Levan resta silencieux, réfléchissant à ce qu’il venait d’entendre.

« Et maintenant, tu dis que c’est fifty-fifty », continua Annabeth. « Eh bien, c’est juste. Mais faisons vraiment fifty-fifty. Pas seulement pour l’argent, mais aussi pour les tâches ménagères. Pour la cuisine, nous ferons les repas à tour de rôle, ou chacun cuisinera pour soi. Pour le ménage, nous partagerons les tâches. Pour la lessive, chacun lavera ses propres vêtements. Qu’en penses-tu ? »

Levan se dandinait nerveusement d’un pied sur l’autre.

« Écoute, c’est que… Je ne sais même pas comment mettre en marche la machine à laver… »

« Je vais te montrer », sourit Annabeth. « Ce n’est pas compliqué. »

« Et puis, si tu ne comptes pas cuisiner ni faire le ménage, pourquoi ai-je besoin de toi ? » s’exclama Levan, regrettant aussitôt ses paroles.

Annabeth le regarda longuement, sans ciller. Puis elle se leva lentement du canapé.

« Subvenir aux besoins de la famille est le devoir d’un homme », dit-elle doucement. Mais je ne te demande pas : « Pourquoi ai-je besoin de toi ? », même si tu ne t’es jamais distingué par tes capacités particulières, puisque j’ai dû travailler. Et maintenant, tu renonces à ton devoir d’homme. » Elle inclina la tête. « Mais tu vois, je ne pose pas cette question. Parce que nous sommes une famille. Du moins, c’est ce que je croyais. »

Un silence pesant envahit la pièce. Levan regardait le sol, sentant sa juste colère se transformer en honte. Annabeth se tenait debout, les épaules droites, attendant sa réponse.

« Je suis désolé », dit-il finalement. « J’ai réagi de manière excessive. Revenons à ce qui était, d’accord ? »
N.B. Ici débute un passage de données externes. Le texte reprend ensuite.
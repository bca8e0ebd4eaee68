// API client module: a small blocking HTTP client for the extraction
// service. One call, `POST /extract-data`, with the picked file as a
// multipart part named `file`. Upload progress is reported by counting the
// bytes reqwest pulls out of the part while streaming the body.

use std::io::{Cursor, Read};
use std::sync::Arc;

use anyhow::{Context, Result};
use reqwest::blocking::{multipart, Client};
use reqwest::StatusCode;
use serde::{Deserialize, Serialize};
use tracing::{debug, info, warn};

use crate::config::Config;
use crate::error::UploadError;
use crate::media::SelectedFile;

/// Fields returned by the service for a readable passport. Keys beyond the
/// three rendered ones are kept in `extra` and serialise back unchanged.
#[derive(Serialize, Deserialize, Debug, Clone, PartialEq)]
pub struct ExtractedFields {
    pub name: String,
    pub passport_number: String,
    pub expiration_date: String,
    #[serde(flatten)]
    pub extra: serde_json::Map<String, serde_json::Value>,
}

/// Cumulative bytes handed to the transport out of a known total.
#[derive(Debug, Clone, Copy, PartialEq, Eq)]
pub struct Progress {
    pub sent: u64,
    pub total: u64,
}

impl Progress {
    /// `round(100 * sent / total)`, capped at 100. `None` when the total is
    /// unknown (zero).
    pub fn percent(&self) -> Option<u8> {
        if self.total == 0 {
            return None;
        }
        let pct = (self.sent as f64 * 100.0 / self.total as f64).round();
        Some(pct.clamp(0.0, 100.0) as u8)
    }
}

/// Progress callback; called from whichever thread drives the upload.
pub type ProgressFn = Box<dyn FnMut(Progress) + Send>;

/// Anything that can turn a file into extracted fields. The HTTP client is
/// the real one; the seam lets the upload loop run against a stand-in.
pub trait Extractor: Send + Sync {
    fn extract(&self, file: &SelectedFile, on_progress: ProgressFn) -> Result<ExtractedFields, UploadError>;
}

/// Blocking client for the extraction service.
#[derive(Clone)]
pub struct ExtractionClient {
    client: Client,
    url: String,
}

impl ExtractionClient {
    /// Build a client for `config.extract_url()`. No request timeout is set;
    /// failures are whatever the transport reports.
    pub fn new(config: &Config) -> Result<Self> {
        let client = Client::builder()
            .timeout(None)
            .build()
            .context("Failed to build HTTP client")?;
        Ok(ExtractionClient {
            client,
            url: config.extract_url(),
        })
    }

    pub fn url(&self) -> &str {
        &self.url
    }

    fn build_form(file: &SelectedFile, on_progress: ProgressFn) -> Result<multipart::Form, UploadError> {
        let total = file.len();
        let reader = ProgressReader {
            inner: Cursor::new(Arc::clone(file.bytes())),
            sent: 0,
            total,
            on_progress,
        };
        let part = multipart::Part::reader_with_length(reader, total)
            .file_name(file.name().to_string())
            .mime_str(file.media_type())
            .map_err(|e| {
                warn!(error = %e, media_type = file.media_type(), "invalid media type for upload");
                UploadError::ClientSideFailure
            })?;
        Ok(multipart::Form::new().part("file", part))
    }
}

impl Extractor for ExtractionClient {
    fn extract(&self, file: &SelectedFile, on_progress: ProgressFn) -> Result<ExtractedFields, UploadError> {
        let form = Self::build_form(file, on_progress)?;
        info!(url = %self.url, file = file.name(), bytes = file.len(), "uploading file");

        let res = self
            .client
            .post(&self.url)
            .multipart(form)
            .send()
            .map_err(classify_send_error)?;

        let status = res.status();
        if status != StatusCode::OK {
            let body = res.text().unwrap_or_default();
            warn!(status = status.as_u16(), body = %body, "extraction service rejected upload");
            return Err(UploadError::ServerRejected {
                status: status.as_u16(),
            });
        }

        let body = res.bytes().map_err(|e| {
            warn!(error = %e, "failed reading extraction response");
            UploadError::TransportFailure
        })?;
        let fields: ExtractedFields = serde_json::from_slice(&body).map_err(|e| {
            warn!(error = %e, "extraction response is not the expected JSON");
            UploadError::ClientSideFailure
        })?;
        info!(extra_fields = fields.extra.len(), "extraction succeeded");
        Ok(fields)
    }
}

/// Connectivity problems are transport failures; everything else reqwest can
/// raise before a response exists is a local failure.
fn classify_send_error(err: reqwest::Error) -> UploadError {
    if err.is_builder() {
        warn!(error = %err, "could not build upload request");
        UploadError::ClientSideFailure
    } else if err.is_connect() || err.is_timeout() || err.is_request() || err.is_body() {
        warn!(error = %err, "upload transport failure");
        UploadError::TransportFailure
    } else {
        warn!(error = %err, "unexpected error while uploading");
        UploadError::ClientSideFailure
    }
}

/// Reader over the file bytes that reports cumulative progress as the
/// multipart body is streamed.
struct ProgressReader<R> {
    inner: R,
    sent: u64,
    total: u64,
    on_progress: ProgressFn,
}

impl<R: Read> Read for ProgressReader<R> {
    fn read(&mut self, buf: &mut [u8]) -> std::io::Result<usize> {
        let n = self.inner.read(buf)?;
        if n > 0 {
            self.sent += n as u64;
            debug!(sent = self.sent, total = self.total, "upload progress");
            (self.on_progress)(Progress {
                sent: self.sent,
                total: self.total,
            });
        }
        Ok(n)
    }
}
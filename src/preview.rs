// Preview reference for a selected image.
//
// A [`Preview`] is a temporary file holding a copy of the image. Its path is
// the reference the view displays; dropping the preview deletes the file, so
// the resource is reclaimed exactly once, whenever the owner lets go of it.

use std::io::Write;
use std::path::Path;
use std::sync::Arc;

use base64::engine::general_purpose::STANDARD;
use base64::Engine as _;
use tempfile::NamedTempFile;
use tracing::debug;

use crate::media::{extension_for, SelectedFile};

#[derive(Debug)]
pub struct Preview {
    file: NamedTempFile,
    media_type: String,
    bytes: Arc<[u8]>,
}

impl Preview {
    /// Materialise a preview for `file`. Returns `Ok(None)` for non-image
    /// media types.
    pub fn for_file(file: &SelectedFile) -> std::io::Result<Option<Self>> {
        if !file.is_image() {
            return Ok(None);
        }
        let suffix = format!(".{}", extension_for(file.media_type()));
        let mut tmp = tempfile::Builder::new()
            .prefix("passport-preview-")
            .suffix(&suffix)
            .tempfile()?;
        tmp.write_all(file.bytes())?;
        tmp.flush()?;
        debug!(path = %tmp.path().display(), "preview created");
        Ok(Some(Self {
            file: tmp,
            media_type: file.media_type().to_string(),
            bytes: Arc::clone(file.bytes()),
        }))
    }

    /// Locally resolvable location of the preview bytes.
    pub fn path(&self) -> &Path {
        self.file.path()
    }

    pub fn media_type(&self) -> &str {
        &self.media_type
    }

    /// Escape sequence that draws the image inline on terminals speaking the
    /// iTerm2 image protocol (iTerm2, WezTerm).
    pub fn inline_escape(&self) -> String {
        let name = self
            .path()
            .file_name()
            .and_then(|s| s.to_str())
            .unwrap_or("preview");
        format!(
            "\x1b]1337;File=name={};size={};width=40;preserveAspectRatio=1;inline=1:{}\x07",
            STANDARD.encode(name),
            self.bytes.len(),
            STANDARD.encode(&self.bytes)
        )
    }
}

impl Drop for Preview {
    fn drop(&mut self) {
        debug!(path = %self.file.path().display(), "preview released");
    }
}

#[cfg(test)]
mod tests {
    use super::*;

    fn image() -> SelectedFile {
        SelectedFile::new("passport.jpg", "image/jpeg", b"\xff\xd8\xff jpeg".to_vec())
    }

    #[test]
    fn image_gets_a_preview_file() {
        let preview = Preview::for_file(&image()).unwrap().expect("image preview");
        assert!(preview.path().exists());
        assert_eq!(std::fs::read(preview.path()).unwrap(), b"\xff\xd8\xff jpeg");
        assert_eq!(preview.path().extension().unwrap(), "jpg");
        assert_eq!(preview.media_type(), "image/jpeg");
    }

    #[test]
    fn non_image_has_no_preview() {
        let pdf = SelectedFile::new("passport.pdf", "application/pdf", b"%PDF".to_vec());
        assert!(Preview::for_file(&pdf).unwrap().is_none());
    }

    #[test]
    fn dropping_releases_the_file() {
        let preview = Preview::for_file(&image()).unwrap().unwrap();
        let path = preview.path().to_path_buf();
        drop(preview);
        assert!(!path.exists());
    }

    #[test]
    fn inline_escape_carries_base64_payload() {
        let preview = Preview::for_file(&image()).unwrap().unwrap();
        let seq = preview.inline_escape();
        assert!(seq.starts_with("\x1b]1337;File="));
        assert!(seq.ends_with(&format!(":{}\x07", STANDARD.encode(b"\xff\xd8\xff jpeg"))));
        assert!(seq.contains("size=8;"));
    }
}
Il s’attendait à ce qu’Annabeth se réjouisse, se précipite pour l’embrasser et aille préparer le dîner. Mais elle se contenta de secouer la tête.

« Pourquoi donc ? » demanda-t-elle avec une curiosité sincère. « Je te préparerais le dîner, repasserais tes chemises, ferais la vaisselle. Mais j’ai déjà mangé, j’ai tout fait et j’étais sur le point de regarder le nouvel épisode. C’est même plus pratique pour moi, tu sais. »

Sur ces mots, elle retourna s’asseoir sur le canapé, mit ses écouteurs et se remit à regarder sa tablette, laissant Levan bouche bée.